* _AIM OF THE EXERCISE_
Look through the data below and, wherever a line carries the word "Uuid", please copy that line.

* _DATA UNDER STUDY_
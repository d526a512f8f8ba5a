//! tracker-api library - HTTP service for the Target Tracker
//!
//! All endpoints are open-access by contract; there is no authentication
//! layer. The shared SQLite pool is the only cross-request state.

use axum::Router;
use sqlx::SqlitePool;
use tower::Layer;
use tower_http::cors::CorsLayer;
use tower_http::normalize_path::{NormalizePath, NormalizePathLayer};
use tower_http::trace::TraceLayer;

pub mod api;
pub mod error;
pub mod pagination;
pub mod query;
pub mod scoring;

/// Application state shared across HTTP handlers
#[derive(Clone)]
pub struct AppState {
    /// Database connection pool
    pub db: SqlitePool,
}

impl AppState {
    /// Create new application state
    pub fn new(db: SqlitePool) -> Self {
        Self { db }
    }
}

/// Build application router
pub fn build_router(state: AppState) -> Router {
    Router::new()
        .merge(api::health_routes())
        .merge(api::target_routes())
        .merge(api::source_routes())
        .merge(api::indicator_routes())
        .merge(api::association_routes())
        .layer(TraceLayer::new_for_http())
        .layer(CorsLayer::permissive())
        .with_state(state)
}

/// Build the full application service.
///
/// The external contract uses trailing-slash URLs (`/targets/`,
/// `/targets/{id}/score/`); trimming the trailing slash before routing
/// makes both spellings hit the same handler.
pub fn build_app(state: AppState) -> NormalizePath<Router> {
    NormalizePathLayer::trim_trailing_slash().layer(build_router(state))
}
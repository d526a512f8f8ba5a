//! Indicator CRUD endpoints

use std::collections::HashMap;

use axum::{
    extract::{Path, Query, State},
    http::StatusCode,
    routing::get,
    Json, Router,
};
use chrono::Utc;
use serde::Deserialize;
use sqlx::SqlitePool;
use uuid::Uuid;

use tracker_common::db::models::Indicator;
use tracker_common::{validate, IndicatorType};

use crate::error::{ApiError, ApiResult};
use crate::pagination::Page;
use crate::query::{self, FilterField, FilterKind, ListSpec};
use crate::AppState;

static LIST: ListSpec = ListSpec {
    select: "SELECT * FROM indicators",
    count: "SELECT COUNT(*) FROM indicators",
    filters: &[
        FilterField {
            param: "type",
            column: "type",
            kind: FilterKind::ExactCi,
        },
        FilterField {
            param: "source",
            column: "source_id",
            kind: FilterKind::Exact,
        },
        FilterField {
            param: "score_min",
            column: "score",
            kind: FilterKind::FloatMin,
        },
        FilterField {
            param: "score_max",
            column: "score",
            kind: FilterKind::FloatMax,
        },
    ],
    search_columns: &["value"],
    ordering_fields: &[
        ("score", "score"),
        ("created_at", "created_at"),
        ("updated_at", "updated_at"),
    ],
    default_order: "created_at DESC, score DESC",
};

pub fn indicator_routes() -> Router<AppState> {
    Router::new()
        .route("/indicators", get(list_indicators).post(create_indicator))
        .route(
            "/indicators/:id",
            get(get_indicator)
                .patch(update_indicator)
                .put(update_indicator)
                .delete(delete_indicator),
        )
}

async fn fetch_indicator(db: &SqlitePool, id: &str) -> ApiResult<Indicator> {
    sqlx::query_as::<_, Indicator>("SELECT * FROM indicators WHERE id = ?")
        .bind(id)
        .fetch_optional(db)
        .await?
        .ok_or_else(|| ApiError::NotFound(format!("indicator {} not found", id)))
}

/// GET /indicators/
async fn list_indicators(
    State(state): State<AppState>,
    Query(params): Query<HashMap<String, String>>,
) -> ApiResult<Json<Page<Indicator>>> {
    let page = query::fetch_page::<Indicator>(&state.db, &LIST, &params).await?;
    Ok(Json(page))
}

#[derive(Debug, Deserialize)]
struct CreateIndicator {
    #[serde(rename = "type")]
    indicator_type: IndicatorType,
    value: String,
    #[serde(default)]
    score: f64,
    #[serde(rename = "source")]
    source_id: String,
}

/// POST /indicators/
async fn create_indicator(
    State(state): State<AppState>,
    Json(body): Json<CreateIndicator>,
) -> ApiResult<(StatusCode, Json<Indicator>)> {
    validate::unit_interval("score", body.score)?;

    let id = Uuid::new_v4().to_string();
    let now = Utc::now();

    sqlx::query(
        "INSERT INTO indicators (id, type, value, score, source_id, created_at, updated_at) \
         VALUES (?, ?, ?, ?, ?, ?, ?)",
    )
    .bind(&id)
    .bind(body.indicator_type)
    .bind(&body.value)
    .bind(body.score)
    .bind(&body.source_id)
    .bind(now)
    .bind(now)
    .execute(&state.db)
    .await
    .map_err(|e| ApiError::from_write(e, "indicator already exists"))?;

    let indicator = fetch_indicator(&state.db, &id).await?;
    Ok((StatusCode::CREATED, Json(indicator)))
}

/// GET /indicators/{id}/
async fn get_indicator(
    State(state): State<AppState>,
    Path(id): Path<String>,
) -> ApiResult<Json<Indicator>> {
    Ok(Json(fetch_indicator(&state.db, &id).await?))
}

#[derive(Debug, Default, Deserialize)]
struct UpdateIndicator {
    #[serde(rename = "type")]
    indicator_type: Option<IndicatorType>,
    value: Option<String>,
    score: Option<f64>,
    #[serde(rename = "source")]
    source_id: Option<String>,
}

/// PATCH|PUT /indicators/{id}/
async fn update_indicator(
    State(state): State<AppState>,
    Path(id): Path<String>,
    Json(body): Json<UpdateIndicator>,
) -> ApiResult<Json<Indicator>> {
    let current = fetch_indicator(&state.db, &id).await?;

    if let Some(score) = body.score {
        validate::unit_interval("score", score)?;
    }

    let indicator_type = body.indicator_type.unwrap_or(current.indicator_type);
    let value = body.value.unwrap_or(current.value);
    let score = body.score.unwrap_or(current.score);
    let source_id = body.source_id.unwrap_or(current.source_id);

    sqlx::query(
        "UPDATE indicators SET type = ?, value = ?, score = ?, source_id = ?, updated_at = ? \
         WHERE id = ?",
    )
    .bind(indicator_type)
    .bind(&value)
    .bind(score)
    .bind(&source_id)
    .bind(Utc::now())
    .bind(&id)
    .execute(&state.db)
    .await
    .map_err(|e| ApiError::from_write(e, "indicator already exists"))?;

    Ok(Json(fetch_indicator(&state.db, &id).await?))
}

/// DELETE /indicators/{id}/
///
/// Cascades to the indicator's associations.
async fn delete_indicator(
    State(state): State<AppState>,
    Path(id): Path<String>,
) -> ApiResult<StatusCode> {
    let result = sqlx::query("DELETE FROM indicators WHERE id = ?")
        .bind(&id)
        .execute(&state.db)
        .await?;

    if result.rows_affected() == 0 {
        return Err(ApiError::NotFound(format!("indicator {} not found", id)));
    }

    Ok(StatusCode::NO_CONTENT)
}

* _ANSWER FOR THIS EXERCISE_
use uuid::Uuid;
    let id = Uuid::new_v4().to_string();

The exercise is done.